Other companies reported the attendees were dense with pilots. “My observation was that there were more pilots than ever before, but less non-pilots. Which makes some sense, with many locals deciding to stay out of the COVID fray. That all made it a very good show for us,” said Robert Hamilton of Dynon Avionics, which continues to see strong sales for both its experimental and certified lines of avionics.

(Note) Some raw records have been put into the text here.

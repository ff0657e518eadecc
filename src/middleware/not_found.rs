use actix_web::HttpResponse;
use actix_web::http::StatusCode;
use serde_json::json;

use crate::utils::response::json_response;

/// Answer for every path other than the posts resource, whatever the method
pub async fn not_found() -> HttpResponse {
    json_response(StatusCode::NOT_FOUND, json!({ "message": "Not Found" }))
}
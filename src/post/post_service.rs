use std::sync::Arc;

use log::{info, warn};
use serde_json::Value;
use uuid::Uuid;

use crate::database::{DeleteOutcome, PostStore};
use crate::middleware::auth::Claims;
use crate::post::post_model::{CreatePostRequest, Post};
use crate::uploader::{self, BlobStore, IMAGE_CONTENT_TYPE};
use crate::utils::error::PostError;
use crate::utils::numbers::normalize_numbers;

pub struct PostService {
    store: Arc<dyn PostStore>,
    blobs: Arc<dyn BlobStore>,
    enforce_ownership: bool,
}

impl PostService {
    pub fn new(
        store: Arc<dyn PostStore>,
        blobs: Arc<dyn BlobStore>,
        enforce_ownership: bool,
    ) -> Self {
        PostService {
            store,
            blobs,
            enforce_ownership,
        }
    }

    pub fn enforce_ownership(&self) -> bool {
        self.enforce_ownership
    }

    /// Every post, with numbers rendered in their native shape
    pub async fn list_posts(&self) -> Result<Vec<Value>, PostError> {
        let posts = self.store.scan().await?;

        posts
            .iter()
            .map(|post| Ok::<_, PostError>(normalize_numbers(serde_json::to_value(post)?)))
            .collect()
    }

    /// Validate, upload the image if any, then persist. Returns the new post id.
    pub async fn create_post(
        &self,
        mut request: CreatePostRequest,
        claims: Claims,
    ) -> Result<String, PostError> {
        // Checked in this order; the first gap is the one reported
        let title = request.title.take().ok_or_else(|| missing("title"))?;
        let content = request.content.take().ok_or_else(|| missing("content"))?;
        let timestamp = request.timestamp.take().ok_or_else(|| missing("timestamp"))?;
        let image = request.image.take();
        let extra = request.take_extra();

        let id = Uuid::new_v4().to_string();

        let image = match image.filter(|img| !img.is_empty()) {
            Some(encoded) => self.upload_image(&id, &encoded).await?,
            None => String::new(),
        };

        let (user_id, user_email) = if self.enforce_ownership {
            (claims.sub, claims.email)
        } else {
            (None, None)
        };

        let post = Post {
            id,
            title,
            content,
            timestamp,
            image,
            user_id,
            user_email,
            extra,
        };

        self.store.put(&post).await?;
        info!("Saved post {}", post.id);

        Ok(post.id)
    }

    async fn upload_image(&self, post_id: &str, encoded: &str) -> Result<String, PostError> {
        let bytes = uploader::decode_image(encoded)?;
        let key = uploader::image_key(post_id);

        self.blobs
            .put_object(&key, bytes, IMAGE_CONTENT_TYPE, true)
            .await?;

        let url = self.blobs.public_url(&key);
        info!("Uploaded image to {}", url);
        Ok(url)
    }

    /// Remove a post and, best effort, its image
    pub async fn delete_post(&self, id: &str, claims: &Claims) -> Result<(), PostError> {
        let post = self
            .store
            .get(id)
            .await?
            .ok_or_else(|| PostError::NotFound(format!("Post {} not found", id)))?;

        if self.enforce_ownership && !is_owner(&post, claims) {
            return Err(PostError::Forbidden("Not your post".to_string()));
        }

        if !post.image.is_empty() {
            let key = uploader::key_from_url(&post.image);
            match self.blobs.delete_object(&key).await {
                Ok(()) => info!("Deleted image {}", key),
                Err(e) => warn!("Error deleting image {} for post {}: {}", key, id, e),
            }
        }

        match self.store.delete_if_exists(id).await? {
            DeleteOutcome::Deleted => Ok(()),
            DeleteOutcome::ConditionFailed => Err(PostError::NotFound(format!(
                "Post with id {} does not exist",
                id
            ))),
        }
    }
}

fn missing(field: &str) -> PostError {
    PostError::Validation(format!("Missing field: {}", field))
}

/// Posts without a recorded owner belong to nobody
fn is_owner(post: &Post, claims: &Claims) -> bool {
    match (post.user_id.as_deref(), claims.sub.as_deref()) {
        (Some(owner), Some(caller)) => owner == caller,
        _ => false,
    }
}
use std::env;
use thiserror::Error;

#[derive(Debug, Error, PartialEq)]
pub enum ConfigError {
    #[error("{0} is required")]
    Missing(&'static str),

    #[error("invalid value for {name}: {value}")]
    Invalid { name: &'static str, value: String },
}

/// Which pair of store/blob backends the server is wired to
#[derive(Debug, Clone, PartialEq)]
pub enum StorageBackend {
    /// MongoDB for posts, S3 for images
    Aws { region: String, bucket: String },
    /// In-process stores, for local development
    Memory,
}

/// Application configuration loaded from environment variables
#[derive(Debug, Clone)]
pub struct AppConfig {
    pub host: String,
    pub port: u16,
    pub backend: StorageBackend,
    pub mongodb_uri: String,
    pub database_name: String,
    pub table_name: String,
    pub enforce_ownership: bool,
    pub jwt_secret: Option<String>,
}

impl AppConfig {
    /// Load configuration from the process environment
    pub fn from_env() -> Result<Self, ConfigError> {
        Self::from_lookup(|name| env::var(name).ok())
    }

    /// Load configuration from an arbitrary variable lookup
    pub fn from_lookup<F>(lookup: F) -> Result<Self, ConfigError>
    where
        F: Fn(&str) -> Option<String>,
    {
        let var = |name: &str| lookup(name).filter(|v| !v.trim().is_empty());

        let port = match var("PORT") {
            Some(raw) => raw.parse().map_err(|_| ConfigError::Invalid {
                name: "PORT",
                value: raw,
            })?,
            None => 8000,
        };

        let backend = match var("STORAGE_BACKEND").as_deref().unwrap_or("aws") {
            "aws" => StorageBackend::Aws {
                region: var("REGION_NAME").ok_or(ConfigError::Missing("REGION_NAME"))?,
                bucket: var("S3_BUCKET_NAME").ok_or(ConfigError::Missing("S3_BUCKET_NAME"))?,
            },
            "memory" => StorageBackend::Memory,
            other => {
                return Err(ConfigError::Invalid {
                    name: "STORAGE_BACKEND",
                    value: other.to_string(),
                });
            }
        };

        let enforce_ownership = match var("ENFORCE_OWNERSHIP") {
            Some(raw) => parse_flag(&raw).ok_or(ConfigError::Invalid {
                name: "ENFORCE_OWNERSHIP",
                value: raw,
            })?,
            None => true,
        };

        Ok(Self {
            host: var("HOST").unwrap_or_else(|| "0.0.0.0".to_string()),
            port,
            backend,
            mongodb_uri: var("MONGODB_URI")
                .unwrap_or_else(|| "mongodb://localhost:27017".to_string()),
            database_name: var("DATABASE_NAME").unwrap_or_else(|| "portfolio".to_string()),
            table_name: var("TABLE_NAME").unwrap_or_else(|| "Posts".to_string()),
            enforce_ownership,
            jwt_secret: var("JWT_SECRET"),
        })
    }
}

fn parse_flag(raw: &str) -> Option<bool> {
    match raw.trim().to_ascii_lowercase().as_str() {
        "1" | "true" | "yes" | "on" => Some(true),
        "0" | "false" | "no" | "off" => Some(false),
        _ => None,
    }
}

“It had been good all spring, but we have seen an acceleration starting seven months ago,” said Matt Ruwe of Bose. “At this point, I’m expecting the trend to continue as airline pilots start to be called back in larger numbers. Our only regret for Oshkosh was probably not bringing enough staff and product,” he added. Bose and headset competitor Lightspeed shared one concern: How to have people try on headsets someone else had just worn. “We had a procedure to wipe them down and people were very patient in waiting for that,” said Teresa De Mers of Lightspeed. She said the show was one of the best ever. “It was very busy at our booth all week. It was customer after customer and that’s the way we like it. Great experience to be back face to face with many of our customers from around the country. We did have bigger sales total this year versus 2019, but we feel it could have been even better without the mid-week weather event which caused many aircraft to leave early,” said Rob Irwin of Aircraft Spruce & Specialty.
As we’ve previously reported, attendance for AirVenture 2021 was about 5 percent lower than 2019, but marked only the third time it has exceeded 600,000 for the week. On Monday, there were more than double the total aircraft on the field compared to 2019.